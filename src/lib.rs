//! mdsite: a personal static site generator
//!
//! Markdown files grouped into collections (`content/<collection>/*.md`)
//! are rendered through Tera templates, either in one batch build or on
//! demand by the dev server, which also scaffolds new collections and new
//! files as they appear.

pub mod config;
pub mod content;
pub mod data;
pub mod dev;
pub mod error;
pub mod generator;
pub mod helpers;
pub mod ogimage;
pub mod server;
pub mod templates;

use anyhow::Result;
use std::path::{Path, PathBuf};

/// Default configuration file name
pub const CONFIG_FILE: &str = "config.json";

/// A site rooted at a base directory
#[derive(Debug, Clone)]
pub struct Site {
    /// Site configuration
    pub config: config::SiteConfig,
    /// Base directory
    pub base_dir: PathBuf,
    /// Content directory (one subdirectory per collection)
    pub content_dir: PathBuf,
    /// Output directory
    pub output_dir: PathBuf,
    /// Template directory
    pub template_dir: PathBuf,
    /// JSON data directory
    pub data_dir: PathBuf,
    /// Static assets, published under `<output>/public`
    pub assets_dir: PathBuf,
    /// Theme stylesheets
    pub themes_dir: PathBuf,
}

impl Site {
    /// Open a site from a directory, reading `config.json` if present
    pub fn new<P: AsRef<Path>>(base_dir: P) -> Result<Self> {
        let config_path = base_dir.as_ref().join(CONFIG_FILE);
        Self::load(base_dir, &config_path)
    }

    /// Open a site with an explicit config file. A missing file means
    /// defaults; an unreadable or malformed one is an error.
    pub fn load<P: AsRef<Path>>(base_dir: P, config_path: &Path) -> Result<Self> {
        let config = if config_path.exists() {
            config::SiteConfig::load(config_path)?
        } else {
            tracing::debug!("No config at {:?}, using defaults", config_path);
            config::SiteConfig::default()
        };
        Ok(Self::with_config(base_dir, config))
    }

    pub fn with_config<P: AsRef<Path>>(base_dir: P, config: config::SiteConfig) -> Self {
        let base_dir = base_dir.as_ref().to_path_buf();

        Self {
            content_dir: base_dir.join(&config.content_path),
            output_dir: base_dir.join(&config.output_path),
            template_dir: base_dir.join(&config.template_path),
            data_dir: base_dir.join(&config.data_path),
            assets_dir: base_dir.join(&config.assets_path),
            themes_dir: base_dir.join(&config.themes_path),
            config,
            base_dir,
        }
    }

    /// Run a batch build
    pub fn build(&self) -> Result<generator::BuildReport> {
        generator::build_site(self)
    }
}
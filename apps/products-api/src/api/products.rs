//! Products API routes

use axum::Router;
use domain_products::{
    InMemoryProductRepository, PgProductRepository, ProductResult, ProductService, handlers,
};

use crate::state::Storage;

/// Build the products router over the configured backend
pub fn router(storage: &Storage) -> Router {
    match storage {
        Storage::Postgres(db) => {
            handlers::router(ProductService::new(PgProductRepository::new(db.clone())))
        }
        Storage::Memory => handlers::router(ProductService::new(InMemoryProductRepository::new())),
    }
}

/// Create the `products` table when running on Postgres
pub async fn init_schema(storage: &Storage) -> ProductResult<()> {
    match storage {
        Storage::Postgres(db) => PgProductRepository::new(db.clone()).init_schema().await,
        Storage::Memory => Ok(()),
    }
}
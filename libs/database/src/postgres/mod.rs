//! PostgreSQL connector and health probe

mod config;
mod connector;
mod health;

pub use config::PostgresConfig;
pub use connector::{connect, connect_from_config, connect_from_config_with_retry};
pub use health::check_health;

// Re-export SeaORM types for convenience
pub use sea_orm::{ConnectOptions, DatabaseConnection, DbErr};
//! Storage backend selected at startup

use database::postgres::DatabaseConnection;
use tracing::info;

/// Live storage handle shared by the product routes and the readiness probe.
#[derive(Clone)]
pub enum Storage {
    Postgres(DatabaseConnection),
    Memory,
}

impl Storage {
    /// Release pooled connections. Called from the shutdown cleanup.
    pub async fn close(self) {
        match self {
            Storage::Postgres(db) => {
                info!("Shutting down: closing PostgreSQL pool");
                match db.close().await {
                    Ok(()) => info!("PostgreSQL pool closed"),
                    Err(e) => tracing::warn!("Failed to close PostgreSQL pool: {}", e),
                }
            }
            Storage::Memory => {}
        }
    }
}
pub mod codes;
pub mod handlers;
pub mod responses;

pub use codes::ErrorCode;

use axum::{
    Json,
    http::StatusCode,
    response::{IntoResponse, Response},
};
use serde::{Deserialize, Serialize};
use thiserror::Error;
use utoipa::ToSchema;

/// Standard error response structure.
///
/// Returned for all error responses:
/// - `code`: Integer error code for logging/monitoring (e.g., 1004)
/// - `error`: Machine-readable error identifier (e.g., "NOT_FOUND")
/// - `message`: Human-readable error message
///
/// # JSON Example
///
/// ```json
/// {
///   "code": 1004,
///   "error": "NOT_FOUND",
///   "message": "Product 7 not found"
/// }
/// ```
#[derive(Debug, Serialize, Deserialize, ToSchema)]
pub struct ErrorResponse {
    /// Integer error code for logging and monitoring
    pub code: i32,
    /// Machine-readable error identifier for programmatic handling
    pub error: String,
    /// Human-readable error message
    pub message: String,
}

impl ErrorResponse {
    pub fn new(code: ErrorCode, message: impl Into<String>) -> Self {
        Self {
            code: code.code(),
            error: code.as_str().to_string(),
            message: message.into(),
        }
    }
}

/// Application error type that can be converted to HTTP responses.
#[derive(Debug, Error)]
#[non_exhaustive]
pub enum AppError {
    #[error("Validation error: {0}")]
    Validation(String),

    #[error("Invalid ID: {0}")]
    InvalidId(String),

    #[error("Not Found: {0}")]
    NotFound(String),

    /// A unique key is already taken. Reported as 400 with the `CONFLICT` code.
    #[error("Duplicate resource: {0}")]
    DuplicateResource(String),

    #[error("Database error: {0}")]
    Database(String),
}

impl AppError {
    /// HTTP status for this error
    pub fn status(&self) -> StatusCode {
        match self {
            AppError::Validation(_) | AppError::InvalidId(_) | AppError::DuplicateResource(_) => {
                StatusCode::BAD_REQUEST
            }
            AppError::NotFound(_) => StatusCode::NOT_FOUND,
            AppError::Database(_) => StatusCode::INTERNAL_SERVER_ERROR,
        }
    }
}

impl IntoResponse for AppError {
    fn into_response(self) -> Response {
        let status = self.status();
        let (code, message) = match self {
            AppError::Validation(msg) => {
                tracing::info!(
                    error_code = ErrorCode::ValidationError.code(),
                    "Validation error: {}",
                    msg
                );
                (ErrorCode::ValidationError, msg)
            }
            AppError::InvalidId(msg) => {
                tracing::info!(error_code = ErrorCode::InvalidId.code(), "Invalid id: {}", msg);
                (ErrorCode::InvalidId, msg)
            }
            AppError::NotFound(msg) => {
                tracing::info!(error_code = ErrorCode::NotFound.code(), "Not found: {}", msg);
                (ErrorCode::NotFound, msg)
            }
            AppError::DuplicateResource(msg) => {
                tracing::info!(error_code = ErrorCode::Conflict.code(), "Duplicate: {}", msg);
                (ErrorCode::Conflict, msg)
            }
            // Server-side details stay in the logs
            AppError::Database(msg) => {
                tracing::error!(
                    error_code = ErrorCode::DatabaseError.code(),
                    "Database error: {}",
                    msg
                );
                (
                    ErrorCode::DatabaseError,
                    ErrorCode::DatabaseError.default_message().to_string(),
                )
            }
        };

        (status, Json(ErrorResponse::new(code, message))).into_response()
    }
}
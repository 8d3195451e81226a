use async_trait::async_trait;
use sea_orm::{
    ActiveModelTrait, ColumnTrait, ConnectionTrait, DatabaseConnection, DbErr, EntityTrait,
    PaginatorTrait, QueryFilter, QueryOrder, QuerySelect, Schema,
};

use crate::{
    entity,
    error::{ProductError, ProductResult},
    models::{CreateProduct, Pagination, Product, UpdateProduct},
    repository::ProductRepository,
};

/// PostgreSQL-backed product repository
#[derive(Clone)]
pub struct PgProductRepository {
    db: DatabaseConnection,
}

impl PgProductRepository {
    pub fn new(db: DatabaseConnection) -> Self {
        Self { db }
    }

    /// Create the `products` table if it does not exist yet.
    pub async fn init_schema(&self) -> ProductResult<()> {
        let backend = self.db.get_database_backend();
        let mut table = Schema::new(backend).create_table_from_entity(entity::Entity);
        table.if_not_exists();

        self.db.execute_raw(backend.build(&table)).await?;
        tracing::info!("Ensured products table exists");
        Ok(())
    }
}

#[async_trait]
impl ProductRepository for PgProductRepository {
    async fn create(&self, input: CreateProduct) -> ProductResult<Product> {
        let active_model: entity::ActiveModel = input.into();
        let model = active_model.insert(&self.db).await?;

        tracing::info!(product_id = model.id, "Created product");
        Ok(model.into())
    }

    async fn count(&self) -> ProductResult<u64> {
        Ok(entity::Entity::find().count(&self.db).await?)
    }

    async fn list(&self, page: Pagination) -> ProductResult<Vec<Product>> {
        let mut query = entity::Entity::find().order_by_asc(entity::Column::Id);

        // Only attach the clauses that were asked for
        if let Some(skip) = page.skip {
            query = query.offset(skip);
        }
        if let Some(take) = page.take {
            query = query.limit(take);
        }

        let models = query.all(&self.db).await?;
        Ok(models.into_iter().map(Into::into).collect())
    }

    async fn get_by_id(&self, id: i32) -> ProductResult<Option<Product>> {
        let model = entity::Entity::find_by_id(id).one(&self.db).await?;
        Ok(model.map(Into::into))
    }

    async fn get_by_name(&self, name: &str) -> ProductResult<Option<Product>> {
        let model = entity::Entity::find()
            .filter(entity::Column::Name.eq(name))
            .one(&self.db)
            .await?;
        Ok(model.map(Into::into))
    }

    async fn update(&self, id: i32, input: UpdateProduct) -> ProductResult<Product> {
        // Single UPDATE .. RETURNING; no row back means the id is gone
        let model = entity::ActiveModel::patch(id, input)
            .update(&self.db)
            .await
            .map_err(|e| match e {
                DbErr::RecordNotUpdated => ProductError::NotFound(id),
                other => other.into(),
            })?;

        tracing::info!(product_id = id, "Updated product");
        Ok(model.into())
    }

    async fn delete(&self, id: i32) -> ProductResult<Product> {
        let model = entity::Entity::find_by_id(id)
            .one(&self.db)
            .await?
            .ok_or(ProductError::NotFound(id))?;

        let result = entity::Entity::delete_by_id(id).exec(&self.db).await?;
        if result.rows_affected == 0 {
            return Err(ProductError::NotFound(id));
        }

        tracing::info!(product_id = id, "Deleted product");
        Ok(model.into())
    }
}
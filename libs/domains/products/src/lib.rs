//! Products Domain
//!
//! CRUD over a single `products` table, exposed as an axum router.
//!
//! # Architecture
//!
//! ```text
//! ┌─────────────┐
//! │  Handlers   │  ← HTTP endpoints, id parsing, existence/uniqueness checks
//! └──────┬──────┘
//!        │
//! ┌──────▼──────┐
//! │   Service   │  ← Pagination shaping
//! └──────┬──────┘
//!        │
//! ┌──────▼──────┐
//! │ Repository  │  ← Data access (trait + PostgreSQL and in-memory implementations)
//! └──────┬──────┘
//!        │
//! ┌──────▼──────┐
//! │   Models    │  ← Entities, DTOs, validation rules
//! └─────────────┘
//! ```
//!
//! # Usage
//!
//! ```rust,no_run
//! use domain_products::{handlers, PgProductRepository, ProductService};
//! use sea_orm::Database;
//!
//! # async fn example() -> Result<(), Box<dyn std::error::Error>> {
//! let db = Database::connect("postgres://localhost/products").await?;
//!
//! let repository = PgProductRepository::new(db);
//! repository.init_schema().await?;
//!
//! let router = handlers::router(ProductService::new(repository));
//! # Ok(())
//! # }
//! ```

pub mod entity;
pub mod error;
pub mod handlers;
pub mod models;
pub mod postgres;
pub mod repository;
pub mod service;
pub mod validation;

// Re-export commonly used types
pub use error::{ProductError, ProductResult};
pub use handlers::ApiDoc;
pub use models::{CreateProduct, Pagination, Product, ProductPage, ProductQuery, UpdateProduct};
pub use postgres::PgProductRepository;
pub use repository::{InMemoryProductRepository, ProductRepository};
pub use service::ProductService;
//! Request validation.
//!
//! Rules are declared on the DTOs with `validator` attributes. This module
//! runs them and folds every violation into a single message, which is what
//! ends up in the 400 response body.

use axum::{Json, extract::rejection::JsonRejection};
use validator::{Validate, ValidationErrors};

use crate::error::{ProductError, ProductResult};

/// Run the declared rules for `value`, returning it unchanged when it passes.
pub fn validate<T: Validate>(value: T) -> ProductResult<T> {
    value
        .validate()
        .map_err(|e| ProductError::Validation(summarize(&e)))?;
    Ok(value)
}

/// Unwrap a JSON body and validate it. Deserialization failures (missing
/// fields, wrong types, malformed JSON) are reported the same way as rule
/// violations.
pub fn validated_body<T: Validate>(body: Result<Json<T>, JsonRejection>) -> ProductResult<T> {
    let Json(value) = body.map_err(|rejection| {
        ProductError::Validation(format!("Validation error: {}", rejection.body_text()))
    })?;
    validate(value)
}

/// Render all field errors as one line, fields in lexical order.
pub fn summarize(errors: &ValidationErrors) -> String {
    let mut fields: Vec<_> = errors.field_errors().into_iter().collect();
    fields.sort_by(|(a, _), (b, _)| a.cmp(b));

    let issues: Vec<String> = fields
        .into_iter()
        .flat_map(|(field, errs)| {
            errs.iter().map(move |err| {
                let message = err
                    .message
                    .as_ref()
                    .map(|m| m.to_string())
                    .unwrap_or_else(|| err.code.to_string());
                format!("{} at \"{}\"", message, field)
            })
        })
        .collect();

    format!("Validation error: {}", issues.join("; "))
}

- YOUR GOAL -
When the word "CreateProduct" shows up in a line of the entries, pull that line out.

- RESULT BELOW -
    models::{CreateProduct, Pagination, Product, UpdateProduct},
    async fn create(&self, input: CreateProduct) -> ProductResult<Product> {
pub use models::{CreateProduct, Pagination, Product, ProductPage, ProductQuery, UpdateProduct};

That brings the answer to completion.